> **Exercise goal**: Beginning with the line that holds "fn source(&self) ->" in the data below, give again every line through the one that holds "in the registry.", exactly as written.

Saved entries
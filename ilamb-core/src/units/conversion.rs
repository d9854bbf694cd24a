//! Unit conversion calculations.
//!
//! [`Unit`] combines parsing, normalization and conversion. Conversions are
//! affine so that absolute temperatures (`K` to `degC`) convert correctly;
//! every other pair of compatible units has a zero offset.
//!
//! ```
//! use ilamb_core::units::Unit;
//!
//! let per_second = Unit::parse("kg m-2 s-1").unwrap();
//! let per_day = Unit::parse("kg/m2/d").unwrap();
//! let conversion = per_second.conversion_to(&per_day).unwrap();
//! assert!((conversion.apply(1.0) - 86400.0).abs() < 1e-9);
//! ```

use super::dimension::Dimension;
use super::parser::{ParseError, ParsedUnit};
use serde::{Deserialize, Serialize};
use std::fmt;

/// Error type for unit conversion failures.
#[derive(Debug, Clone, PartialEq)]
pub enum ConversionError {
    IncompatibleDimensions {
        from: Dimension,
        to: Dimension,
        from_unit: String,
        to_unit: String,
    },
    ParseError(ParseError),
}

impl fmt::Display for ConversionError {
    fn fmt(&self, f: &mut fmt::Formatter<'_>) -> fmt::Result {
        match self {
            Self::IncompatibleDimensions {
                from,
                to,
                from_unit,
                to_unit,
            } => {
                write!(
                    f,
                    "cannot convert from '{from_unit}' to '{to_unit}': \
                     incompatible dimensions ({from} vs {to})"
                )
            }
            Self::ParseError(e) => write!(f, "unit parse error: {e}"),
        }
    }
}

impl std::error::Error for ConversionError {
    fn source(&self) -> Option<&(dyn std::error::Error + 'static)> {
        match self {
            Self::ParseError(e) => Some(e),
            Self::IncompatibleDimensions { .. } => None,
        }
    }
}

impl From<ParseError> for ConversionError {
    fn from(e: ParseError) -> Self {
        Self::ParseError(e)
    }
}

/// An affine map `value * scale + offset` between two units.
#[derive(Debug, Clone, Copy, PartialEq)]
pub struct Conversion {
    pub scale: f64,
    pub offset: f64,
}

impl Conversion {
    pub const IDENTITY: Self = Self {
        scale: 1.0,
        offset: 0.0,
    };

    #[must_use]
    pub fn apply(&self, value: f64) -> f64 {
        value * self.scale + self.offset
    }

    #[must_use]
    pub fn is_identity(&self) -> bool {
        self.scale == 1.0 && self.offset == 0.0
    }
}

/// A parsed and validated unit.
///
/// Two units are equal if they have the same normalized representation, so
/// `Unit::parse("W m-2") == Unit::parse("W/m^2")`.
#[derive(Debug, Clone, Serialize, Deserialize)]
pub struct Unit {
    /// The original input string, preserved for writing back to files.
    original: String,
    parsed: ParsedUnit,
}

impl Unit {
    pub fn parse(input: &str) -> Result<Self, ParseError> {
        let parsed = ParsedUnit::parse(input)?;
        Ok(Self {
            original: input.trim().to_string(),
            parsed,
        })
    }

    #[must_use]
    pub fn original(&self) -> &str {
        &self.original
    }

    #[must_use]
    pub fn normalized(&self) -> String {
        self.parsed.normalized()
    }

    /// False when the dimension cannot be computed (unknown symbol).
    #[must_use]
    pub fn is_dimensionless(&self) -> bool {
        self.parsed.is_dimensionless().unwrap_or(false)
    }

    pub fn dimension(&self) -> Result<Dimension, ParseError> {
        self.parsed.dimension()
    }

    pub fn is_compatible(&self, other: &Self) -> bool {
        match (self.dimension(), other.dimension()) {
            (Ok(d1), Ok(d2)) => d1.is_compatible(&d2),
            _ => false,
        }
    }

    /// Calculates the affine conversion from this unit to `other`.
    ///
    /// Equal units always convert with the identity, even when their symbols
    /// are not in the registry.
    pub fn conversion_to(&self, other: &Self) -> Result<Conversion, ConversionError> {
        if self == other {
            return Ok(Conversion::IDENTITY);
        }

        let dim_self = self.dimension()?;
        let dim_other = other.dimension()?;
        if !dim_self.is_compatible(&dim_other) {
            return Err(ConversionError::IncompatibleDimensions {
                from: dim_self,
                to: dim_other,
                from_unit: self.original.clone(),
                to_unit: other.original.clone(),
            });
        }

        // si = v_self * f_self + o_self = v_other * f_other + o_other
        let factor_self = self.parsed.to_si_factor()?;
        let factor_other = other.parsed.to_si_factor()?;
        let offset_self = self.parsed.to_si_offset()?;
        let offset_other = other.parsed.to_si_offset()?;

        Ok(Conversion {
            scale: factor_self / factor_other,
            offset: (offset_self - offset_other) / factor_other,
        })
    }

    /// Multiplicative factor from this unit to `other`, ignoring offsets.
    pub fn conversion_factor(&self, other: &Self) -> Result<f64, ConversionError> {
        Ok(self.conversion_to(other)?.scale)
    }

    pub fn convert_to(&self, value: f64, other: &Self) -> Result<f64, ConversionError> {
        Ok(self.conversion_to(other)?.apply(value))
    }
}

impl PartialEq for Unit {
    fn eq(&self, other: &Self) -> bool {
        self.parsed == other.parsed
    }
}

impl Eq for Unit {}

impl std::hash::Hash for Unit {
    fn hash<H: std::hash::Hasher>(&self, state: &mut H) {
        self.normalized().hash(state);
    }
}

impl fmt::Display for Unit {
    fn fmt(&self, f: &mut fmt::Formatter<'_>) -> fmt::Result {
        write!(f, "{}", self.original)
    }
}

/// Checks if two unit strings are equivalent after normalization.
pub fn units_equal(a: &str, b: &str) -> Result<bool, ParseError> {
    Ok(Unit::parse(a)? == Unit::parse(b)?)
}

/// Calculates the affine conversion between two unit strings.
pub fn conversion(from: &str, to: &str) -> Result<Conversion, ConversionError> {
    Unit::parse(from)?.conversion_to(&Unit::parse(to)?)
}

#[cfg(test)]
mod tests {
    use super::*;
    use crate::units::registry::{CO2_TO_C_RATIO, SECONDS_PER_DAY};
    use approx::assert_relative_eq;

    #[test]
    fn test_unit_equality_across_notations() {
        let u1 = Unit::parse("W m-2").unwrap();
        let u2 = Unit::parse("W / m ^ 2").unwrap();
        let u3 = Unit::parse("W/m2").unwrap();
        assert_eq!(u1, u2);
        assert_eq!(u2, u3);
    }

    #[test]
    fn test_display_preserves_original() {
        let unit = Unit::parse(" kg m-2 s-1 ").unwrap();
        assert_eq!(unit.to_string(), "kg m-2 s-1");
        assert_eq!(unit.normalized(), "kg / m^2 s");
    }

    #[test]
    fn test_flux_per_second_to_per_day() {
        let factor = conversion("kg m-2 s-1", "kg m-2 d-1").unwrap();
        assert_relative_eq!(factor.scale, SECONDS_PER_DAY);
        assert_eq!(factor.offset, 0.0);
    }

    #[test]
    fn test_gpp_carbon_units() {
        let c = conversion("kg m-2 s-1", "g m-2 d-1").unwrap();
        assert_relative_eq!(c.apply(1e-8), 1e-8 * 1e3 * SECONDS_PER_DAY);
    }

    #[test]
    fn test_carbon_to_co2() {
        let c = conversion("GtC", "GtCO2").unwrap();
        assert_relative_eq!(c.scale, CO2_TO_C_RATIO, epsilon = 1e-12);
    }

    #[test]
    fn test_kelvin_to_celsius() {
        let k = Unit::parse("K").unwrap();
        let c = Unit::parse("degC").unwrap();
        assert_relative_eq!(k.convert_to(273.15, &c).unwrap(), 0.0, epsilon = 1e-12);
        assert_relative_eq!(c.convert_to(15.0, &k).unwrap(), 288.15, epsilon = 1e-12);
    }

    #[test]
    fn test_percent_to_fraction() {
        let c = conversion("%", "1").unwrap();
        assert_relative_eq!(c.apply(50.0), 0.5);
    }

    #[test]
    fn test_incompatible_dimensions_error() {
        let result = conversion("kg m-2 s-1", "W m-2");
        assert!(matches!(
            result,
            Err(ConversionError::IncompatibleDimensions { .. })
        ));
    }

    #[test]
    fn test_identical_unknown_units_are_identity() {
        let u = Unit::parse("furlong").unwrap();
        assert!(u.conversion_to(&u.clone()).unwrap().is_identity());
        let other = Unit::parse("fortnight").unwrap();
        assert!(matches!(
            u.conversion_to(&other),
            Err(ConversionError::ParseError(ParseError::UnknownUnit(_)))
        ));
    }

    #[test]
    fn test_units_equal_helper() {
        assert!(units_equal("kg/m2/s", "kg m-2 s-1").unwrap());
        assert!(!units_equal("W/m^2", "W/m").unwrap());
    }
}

> **Solution**:
    fn source(&self) -> Option<&(dyn std::error::Error + 'static)> {
        match self {
            Self::ParseError(e) => Some(e),
            Self::IncompatibleDimensions { .. } => None,
        }
    }
}

impl From<ParseError> for ConversionError {
    fn from(e: ParseError) -> Self {
        Self::ParseError(e)
    }
}

/// An affine map `value * scale + offset` between two units.
#[derive(Debug, Clone, Copy, PartialEq)]
pub struct Conversion {
    pub scale: f64,
    pub offset: f64,
}

impl Conversion {
    pub const IDENTITY: Self = Self {
        scale: 1.0,
        offset: 0.0,
    };

    #[must_use]
    pub fn apply(&self, value: f64) -> f64 {
        value * self.scale + self.offset
    }

    #[must_use]
    pub fn is_identity(&self) -> bool {
        self.scale == 1.0 && self.offset == 0.0
    }
}

/// A parsed and validated unit.
///
/// Two units are equal if they have the same normalized representation, so
/// `Unit::parse("W m-2") == Unit::parse("W/m^2")`.
#[derive(Debug, Clone, Serialize, Deserialize)]
pub struct Unit {
    /// The original input string, preserved for writing back to files.
    original: String,
    parsed: ParsedUnit,
}

impl Unit {
    pub fn parse(input: &str) -> Result<Self, ParseError> {
        let parsed = ParsedUnit::parse(input)?;
        Ok(Self {
            original: input.trim().to_string(),
            parsed,
        })
    }

    #[must_use]
    pub fn original(&self) -> &str {
        &self.original
    }

    #[must_use]
    pub fn normalized(&self) -> String {
        self.parsed.normalized()
    }

    /// False when the dimension cannot be computed (unknown symbol).
    #[must_use]
    pub fn is_dimensionless(&self) -> bool {
        self.parsed.is_dimensionless().unwrap_or(false)
    }

    pub fn dimension(&self) -> Result<Dimension, ParseError> {
        self.parsed.dimension()
    }

    pub fn is_compatible(&self, other: &Self) -> bool {
        match (self.dimension(), other.dimension()) {
            (Ok(d1), Ok(d2)) => d1.is_compatible(&d2),
            _ => false,
        }
    }

    /// Calculates the affine conversion from this unit to `other`.
    ///
    /// Equal units always convert with the identity, even when their symbols
    /// are not in the registry.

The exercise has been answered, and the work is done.